Sunday, April 23, 2023

No Alterations Needed On These Thankfuls (I Hope)

Sunday evening already? I need another day (or three).
Ready or not, it's time for my Ten Things of Thankful post.

1. I'm keeping up with the A to Z Challenge, which is pretty magical considering I neither pre-planned nor pre-wrote ANYTHING. I'm behind in reading other entries and answering comments on mine, but my head is still (barely) above water.

2. My niece is getting married this coming weekend!

3. My niece is getting married and I found a dress to wear almost two months ago AND it was on sale!

4. The dress needed a little alteration in the upstairs area or everyone would see my upstairs. Did I mention I bought it two months ago? And that I fully knew it needed to be altered before I could wear it? And that the wedding is this coming weekend? My friend Ceason got me an appointment at a local alteration shop, and in spite of all the prom and wedding dresses they were in the process of altering, the VERY KIND woman agreed to alter mine in time for the wedding. I think she felt sorry for me that I was such an idiot. 

5. The alteration was completed early, and I picked the dress up yesterday! Now to figure out how to get the hideous silver buckle-like thing off of it.

6. I didn't want to wear shoes to the wedding that would hurt my feet, so I found some Rocket Dog sneakers to wear that were on sale for $11.

7. My husband and I cleaned out two kitchen cabinets of superfluous kitchenware this weekend and filled a couple of large boxes with items to donate. Personally, I could have gotten rid of enough to fill two more boxes, but someone else has trouble letting go of stuff....

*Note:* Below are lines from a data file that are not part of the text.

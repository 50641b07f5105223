// This Source Code Form is subject to the terms of the Mozilla Public
// License, v. 2.0. If a copy of the MPL was not distributed with this
// file, You can obtain one at http://mozilla.org/MPL/2.0/.


use approx::{assert_abs_diff_eq, assert_relative_eq};
use ndarray::prelude::*;

use super::*;
use crate::{
    c64,
    gridding::GriddingDiagnostics,
    image::ImagingGeometry,
    params::{GridParams, ImageNormalisation},
};

/// Dirty products for a dirty image and beam that didn't come from any
/// visibilities. Only CLEAN can use these.
fn products_from_images(dirty: Array2<f64>, beam: Array2<f64>) -> (DirtyProducts, ImagingContext) {
    let (rows, cols) = dirty.dim();
    let geometry = ImagingGeometry::new(rows, cols, 1.0).unwrap();
    let products = DirtyProducts {
        dirty: Image::new(dirty, &geometry),
        beam: Image::new(beam, &geometry),
        vis_grid: Array2::<c64>::zeros((rows, cols)),
        sampling_grid: Array2::<c64>::zeros((rows, cols)),
        cell_vis_grid: Array2::<c64>::zeros((rows, cols)),
        cell_weights: Array2::zeros((rows, cols)),
        grid_params: GridParams::new(geometry),
        normalisation: ImageNormalisation::Beam,
        correction: Array2::ones((rows, cols)),
        gridding: GriddingDiagnostics::default(),
        imag_residual: 0.0,
        warnings: vec![],
    };
    (products, ImagingContext::new(geometry).unwrap())
}

#[test]
fn test_beam_coefficients_round_trip() {
    let beam = GaussianBeam {
        major_fwhm: 5.0,
        minor_fwhm: 2.0,
        pa: 0.3,
    };
    let (a, b, c) = beam.coefficients();
    let back = GaussianBeam::from_coefficients(a, b, c).unwrap();
    assert_relative_eq!(back.major_fwhm, 5.0, max_relative = 1e-12);
    assert_relative_eq!(back.minor_fwhm, 2.0, max_relative = 1e-12);
    assert_abs_diff_eq!(back.pa, 0.3, epsilon = 1e-12);

    assert!(GaussianBeam::from_coefficients(1.0, 2.0, 1.0).is_none());
    assert!(GaussianBeam::from_coefficients(-1.0, 0.0, 1.0).is_none());
}

#[test]
fn test_beam_is_half_power_at_half_fwhm() {
    let beam = GaussianBeam {
        major_fwhm: 6.0,
        minor_fwhm: 3.0,
        pa: 0.5,
    };
    let (s, c) = beam.pa.sin_cos();
    assert_abs_diff_eq!(beam.evaluate(0.0, 0.0), 1.0);
    assert_abs_diff_eq!(beam.evaluate(3.0 * c, 3.0 * s), 0.5, epsilon = 1e-12);
    assert_abs_diff_eq!(beam.evaluate(-1.5 * s, 1.5 * c), 0.5, epsilon = 1e-12);
}

#[test]
fn test_fit_recovers_an_elliptical_beam() {
    let truth = GaussianBeam {
        major_fwhm: 6.0,
        minor_fwhm: 3.5,
        pa: -0.4,
    };
    let image = truth.to_array((32, 32), (16, 16));
    let fitted = fit_restoring_beam(image.view()).unwrap();
    assert_relative_eq!(fitted.major_fwhm, truth.major_fwhm, max_relative = 1e-8);
    assert_relative_eq!(fitted.minor_fwhm, truth.minor_fwhm, max_relative = 1e-8);
    assert_abs_diff_eq!(fitted.pa, truth.pa, epsilon = 1e-8);
}

#[test]
fn test_fit_fails_on_a_delta_function() {
    let mut image = Array2::zeros((8, 8));
    image[(4, 4)] = 1.0;
    assert!(fit_restoring_beam(image.view()).is_none());
    assert!(fit_restoring_beam(Array2::zeros((8, 8)).view()).is_none());
}

#[test]
fn test_restore_conserves_flux() {
    let beam = GaussianBeam::circular(3.0);
    let mut model = Array2::zeros((64, 64));
    model[(32, 30)] = 2.0;
    model[(20, 40)] = -0.5;
    let restored = restore(model.view(), &beam);

    assert_abs_diff_eq!(restored[(32, 30)], 2.0, epsilon = 1e-6);
    let sigma = 3.0 / crate::constants::FWHM_FACTOR;
    let area = crate::constants::TAU * sigma * sigma;
    assert_relative_eq!(restored.sum(), 1.5 * area, max_relative = 1e-4);
}

#[test]
fn test_restore_with_a_beam_wider_than_the_image() {
    let beam = GaussianBeam::circular(1e300);
    let mut model = Array2::zeros((16, 16));
    model[(3, 12)] = 0.75;
    let restored = restore(model.view(), &beam);
    for &v in restored.iter() {
        assert_abs_diff_eq!(v, 0.75, epsilon = 1e-12);
    }
}

#[test]
fn test_build_from_params() {
    let clean = DeconvolverParams::default().build();
    assert_eq!(clean.algorithm(), DeconvolverType::Clean);
    let mem = DeconvolverParams::Mem(crate::params::MemParams::default()).build();
    assert_eq!(mem.algorithm(), DeconvolverType::Mem);
}

#[test]
fn test_shape_mismatch() {
    let (products, _) = products_from_images(Array2::zeros((8, 8)), Array2::zeros((8, 8)));
    let ctx = ImagingContext::new(ImagingGeometry::new(16, 16, 1.0).unwrap()).unwrap();
    let result = DeconvolverParams::default()
        .build()
        .deconvolve(&products, &ctx, &CancelToken::new());
    assert!(matches!(
        result,
        Err(ImagingError::Config(ConfigError::ShapeMismatch { .. }))
    ));
}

8. With all the shelves emptied out, I saw how vile the shelf liner was after being there for 24 years (who knew? - it was always covered with dishes and stuff). I cleaned all of it, then went ahead and purchased new shelf liner. It took me all afternoon (the house is almost 100 years old, so the cabinets are not the roomy ones of newer homes), but I got the hardest cabinet re-linered. Baby steps.

9. It was terribly windy this week, but the temperatures were spring-like, so since we were talking about kites and wind at preschool this week, I took them out to the big field behind the building and we flew our own kites. Or should I say "kites"? They were Walmart sacks with the handles tied together with a long piece of yarn, but did they ever fly! 

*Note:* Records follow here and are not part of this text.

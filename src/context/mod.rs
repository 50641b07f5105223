// This Source Code Form is subject to the terms of the Mozilla Public
// License, v. 2.0. If a copy of the MPL was not distributed with this
// file, You can obtain one at http://mozilla.org/MPL/2.0/.

//! Per-run state shared by the imaging pipeline.


use std::{borrow::Cow, sync::Arc};

use crossbeam_utils::atomic::AtomicCell;
use indicatif::{ProgressBar, ProgressDrawTarget, ProgressStyle};

use crate::{
    image::ImagingGeometry,
    params::{ConfigError, ImagingParams},
    transform::TransformEngine,
};

/// Everything a run needs besides its data and parameters: FFT plans for the
/// run's geometry, and whether to draw progress bars.
///
/// A context belongs to one run; nothing in it is process-wide.
#[derive(Debug)]
pub struct ImagingContext {
    engine: TransformEngine,
    progress_bars: bool,
}

impl ImagingContext {
    pub fn new(geometry: ImagingGeometry) -> Result<ImagingContext, ConfigError> {
        Ok(ImagingContext {
            engine: TransformEngine::new(geometry)?,
            progress_bars: false,
        })
    }

    /// A context for the geometry and progress-bar setting of `params`.
    pub fn from_params(params: &ImagingParams) -> Result<ImagingContext, ConfigError> {
        Ok(ImagingContext::new(params.grid.geometry)?.with_progress_bars(params.progress_bars))
    }

    pub fn with_progress_bars(mut self, progress_bars: bool) -> ImagingContext {
        self.progress_bars = progress_bars;
        self
    }

    pub fn engine(&self) -> &TransformEngine {
        &self.engine
    }

    pub fn geometry(&self) -> &ImagingGeometry {
        self.engine.geometry()
    }

    /// Make a progress bar for an iterative algorithm. It's hidden unless
    /// progress bars are enabled.
    pub(crate) fn iteration_progress(&self, len: usize, message: Cow<'static, str>) -> ProgressBar {
        ProgressBar::with_draw_target(
            Some(len as _),
            if self.progress_bars {
                ProgressDrawTarget::stdout()
            } else {
                ProgressDrawTarget::hidden()
            },
        )
        .with_style(
            ProgressStyle::default_bar()
                .template("{msg:17}: [{wide_bar:.blue}] {pos:4}/{len:4} iterations ({elapsed_precise}<{eta_precise})").unwrap()
                .progress_chars("=> "),
        )
        .with_position(0)
        .with_message(message)
    }
}

/// A flag that asks a running deconvolution to stop. It's checked between
/// iterations; the state after the last complete iteration is returned.
/// Clones share the same flag, so one can be handed to another thread.
#[derive(Debug, Clone, Default)]
pub struct CancelToken(Arc<AtomicCell<bool>>);

impl CancelToken {
    pub fn new() -> CancelToken {
        CancelToken::default()
    }

    pub fn cancel(&self) {
        self.0.store(true);
    }

    pub fn is_cancelled(&self) -> bool {
        self.0.load()
    }
}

10. Remember when I said I was thankful Peep season was over? Don't tell anyone, but they were 75% off at Walmart last week, and I have about 15 boxes of them hidden away for when I need some emergency Peeps!

You are invited to the Inlinkz link party!

Click here to enter

Saturday, April 22, 2023

S is for Scenic Route


#AtoZChallenge 2023 letter S

When my husband and I got married, my husband planned the entire honeymoon. We were living In Los Angeles, but we got married in my hometown in southwest Missouri, so we started our honeymoon by spending a couple of days in Kansas City before flying back to LA.

Once we got to our home in Ventura, we loaded my husband's Jeep Cherokee (and it's important you know that it was NOT the kind with 4-wheel drive) with our suitcases, hung our bicycles on the bike rack on the back, and headed north.

My husband's plan was to drive as far as San Luis Obispo for the first night, then drive on up Highway 1 through Big Sur before arriving at our destination in Carmel, where we would visit the Mission, stay in an inn, eat wonderful food, drive on 17 Mile Drive through Pebble Beach, and bike ride around Monterey. I was very impressed with all the work he had done to plan the trip (note this 30 years ago and pre-internet).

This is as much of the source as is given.